Reply only with how many lines in these entries hold the string "reconnects".

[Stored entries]
● ● ● ● ●

//! In-process backend.
//!
//! Keeps records in a vector guarded by a lock, in insertion order, with the
//! same unique-key rules as the MongoDB backend's indexes. Useful for local runs and
//! tests; an outage can be simulated with [`MemoryBackend::set_available`].

use std::fmt::Debug;
use std::sync::atomic::{AtomicBool, AtomicU32, Ordering};

use async_trait::async_trait;
use parking_lot::RwLock;
use serde::{Deserialize, Serialize};

use crate::core::{Backend, BackendKind, RecordStorage};
use crate::error::{
    BackendError, ConflictKey, RecordError, StorageError, StorageResult, ValidationError,
};
use crate::types::{Record, RecordId, UniqueField};

const BACKEND_NAME: &str = "memory";

/// Configuration for the in-process backend.
#[derive(Debug, Clone, Serialize, Deserialize)]
pub struct MemoryBackendConfig {
    /// Reject writes that would give two records the same non-empty e-mail
    /// or phone number.
    #[serde(default = "default_true")]
    pub unique_keys: bool,
}

fn default_true() -> bool {
    true
}

impl Default for MemoryBackendConfig {
    fn default() -> Self {
        Self { unique_keys: true }
    }
}

/// In-process record store.
pub struct MemoryBackend {
    records: RwLock<Vec<Record>>,
    config: MemoryBackendConfig,
    available: AtomicBool,
    reconnects: AtomicU32,
}

impl Debug for MemoryBackend {
    fn fmt(&self, f: &mut std::fmt::Formatter<'_>) -> std::fmt::Result {
        f.debug_struct("MemoryBackend")
            .field("config", &self.config)
            .field("records", &self.records.read().len())
            .field("available", &self.available.load(Ordering::SeqCst))
            .finish_non_exhaustive()
    }
}

impl Default for MemoryBackend {
    fn default() -> Self {
        Self::new()
    }
}

impl MemoryBackend {
    /// Creates an empty backend with default configuration.
    pub fn new() -> Self {
        Self::with_config(MemoryBackendConfig::default())
    }

    /// Creates an empty backend with custom configuration.
    pub fn with_config(config: MemoryBackendConfig) -> Self {
        Self {
            records: RwLock::new(Vec::new()),
            config,
            available: AtomicBool::new(true),
            reconnects: AtomicU32::new(0),
        }
    }

    /// Returns the backend configuration.
    pub fn config(&self) -> &MemoryBackendConfig {
        &self.config
    }

    /// Simulates the datastore going away (`false`) or coming back (`true`).
    pub fn set_available(&self, available: bool) {
        self.available.store(available, Ordering::SeqCst);
    }

    /// Number of times [`Backend::reconnect`] has been called.
    pub fn reconnect_count(&self) -> u32 {
        self.reconnects.load(Ordering::SeqCst)
    }

    /// Number of stored records.
    pub fn len(&self) -> usize {
        self.records.read().len()
    }

    /// Returns `true` if no records are stored.
    pub fn is_empty(&self) -> bool {
        self.records.read().is_empty()
    }

    fn ensure_available(&self) -> Result<(), BackendError> {
        if self.available.load(Ordering::SeqCst) {
            Ok(())
        } else {
            Err(BackendError::Unavailable {
                backend_name: BACKEND_NAME.to_string(),
                message: "datastore is offline".to_string(),
            })
        }
    }

    fn check_unique_keys(&self, records: &[Record], record: &Record) -> StorageResult<()> {
        if !self.config.unique_keys {
            return Ok(());
        }
        for field in UniqueField::ALL {
            let value = record.unique_value(field);
            if value.is_empty() {
                continue;
            }
            let taken = records
                .iter()
                .any(|r| r.id != record.id && r.unique_value(field) == value);
            if taken {
                return Err(RecordError::AlreadyExists { key: field.into() }.into());
            }
        }
        Ok(())
    }
}

fn require_id(record: &Record) -> StorageResult<RecordId> {
    record.id.ok_or_else(|| {
        StorageError::Validation(ValidationError::InvalidIdentifier {
            value: String::new(),
        })
    })
}

#[async_trait]
impl RecordStorage for MemoryBackend {
    fn backend_name(&self) -> &'static str {
        BACKEND_NAME
    }

    async fn insert(&self, record: &Record) -> StorageResult<()> {
        self.ensure_available()?;
        let id = require_id(record)?;
        let mut records = self.records.write();

        if records.iter().any(|r| r.id == Some(id)) {
            return Err(RecordError::AlreadyExists { key: ConflictKey::Id }.into());
        }
        self.check_unique_keys(&records, record)?;

        records.push(record.clone());
        Ok(())
    }

    async fn upsert(&self, record: &Record) -> StorageResult<bool> {
        self.ensure_available()?;
        let id = require_id(record)?;
        let mut records = self.records.write();
        self.check_unique_keys(&records, record)?;

        match records.iter_mut().find(|r| r.id == Some(id)) {
            Some(existing) => {
                *existing = record.clone();
                Ok(false)
            }
            None => {
                records.push(record.clone());
                Ok(true)
            }
        }
    }

    async fn replace(&self, record: &Record) -> StorageResult<()> {
        self.ensure_available()?;
        let id = require_id(record)?;
        let mut records = self.records.write();

        let Some(index) = records.iter().position(|r| r.id == Some(id)) else {
            return Err(RecordError::NotFound { id: id.to_hex() }.into());
        };
        self.check_unique_keys(&records, record)?;

        records[index] = record.clone();
        Ok(())
    }

    async fn find(&self, id: &RecordId) -> StorageResult<Option<Record>> {
        self.ensure_available()?;
        Ok(self
            .records
            .read()
            .iter()
            .find(|r| r.id.as_ref() == Some(id))
            .cloned())
    }

    async fn exists_by(&self, field: UniqueField, value: &str) -> StorageResult<bool> {
        self.ensure_available()?;
        Ok(self
            .records
            .read()
            .iter()
            .any(|r| r.unique_value(field) == value))
    }

    async fn delete(&self, id: &RecordId) -> StorageResult<()> {
        self.ensure_available()?;
        let mut records = self.records.write();
        let before = records.len();
        records.retain(|r| r.id.as_ref() != Some(id));

        if records.len() == before {
            return Err(RecordError::NotFound { id: id.to_hex() }.into());
        }
        Ok(())
    }

    async fn list(&self) -> StorageResult<Vec<Record>> {
        self.ensure_available()?;
        Ok(self.records.read().clone())
    }

    async fn clear(&self) -> StorageResult<u64> {
        self.ensure_available()?;
        let mut records = self.records.write();
        let removed = records.len() as u64;
        records.clear();
        Ok(removed)
    }
}

#[async_trait]
impl Backend for MemoryBackend {
    fn kind(&self) -> BackendKind {
        BackendKind::Memory
    }

    fn name(&self) -> &'static str {
        BACKEND_NAME
    }

    async fn health_check(&self) -> Result<(), BackendError> {
        self.ensure_available()
    }

    async fn reconnect(&self) -> Result<(), BackendError> {
        self.reconnects.fetch_add(1, Ordering::SeqCst);
        self.ensure_available()
    }

    async fn initialize(&self) -> Result<(), BackendError> {
        Ok(())
    }
}
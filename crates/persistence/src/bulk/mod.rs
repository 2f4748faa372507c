//! CSV bulk transfer.
//!
//! The CSV layout has no header row and five columns per line:
//!
//! ```text
//! id,first_name,last_name,email,phone
//! ```
//!
//! where `id` is the 24 character hex form of a [`RecordId`](crate::types::RecordId).
//! [`export`] writes this layout and [`import`] reads it back.

pub mod export;
pub mod import;

pub use export::write_csv;
pub use import::{ImportMode, ImportSummary, parse_csv, rows_to_records};

/// Number of columns in a CSV row.
pub const CSV_COLUMNS: usize = 5;
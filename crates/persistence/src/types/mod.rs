//! Core types for the persistence layer.
//!
//! - [`RecordId`] - The datastore identifier of a stored contact
//! - [`Record`] - A contact as stored and as returned to clients
//! - [`RecordInput`] - The client-supplied fields of a create or update
//! - [`UniqueField`] - The secondary keys that must be unique across records
//!
//! # Examples
//!
//! ```
//! use addressbook_persistence::types::{Record, RecordId};
//!
//! let id: RecordId = "5c8a1d5b0190b214360dc031".parse().unwrap();
//! let record = Record::new("John", "Doe", "john@example.com", "+1 555 0100").with_id(id);
//!
//! assert_eq!(record.id.unwrap().to_string(), "5c8a1d5b0190b214360dc031");
//! ```

mod record;
mod record_id;

pub use record::{Record, RecordInput, UniqueField};
pub use record_id::RecordId;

● ● ● ● ●

* [Worked solution]:
4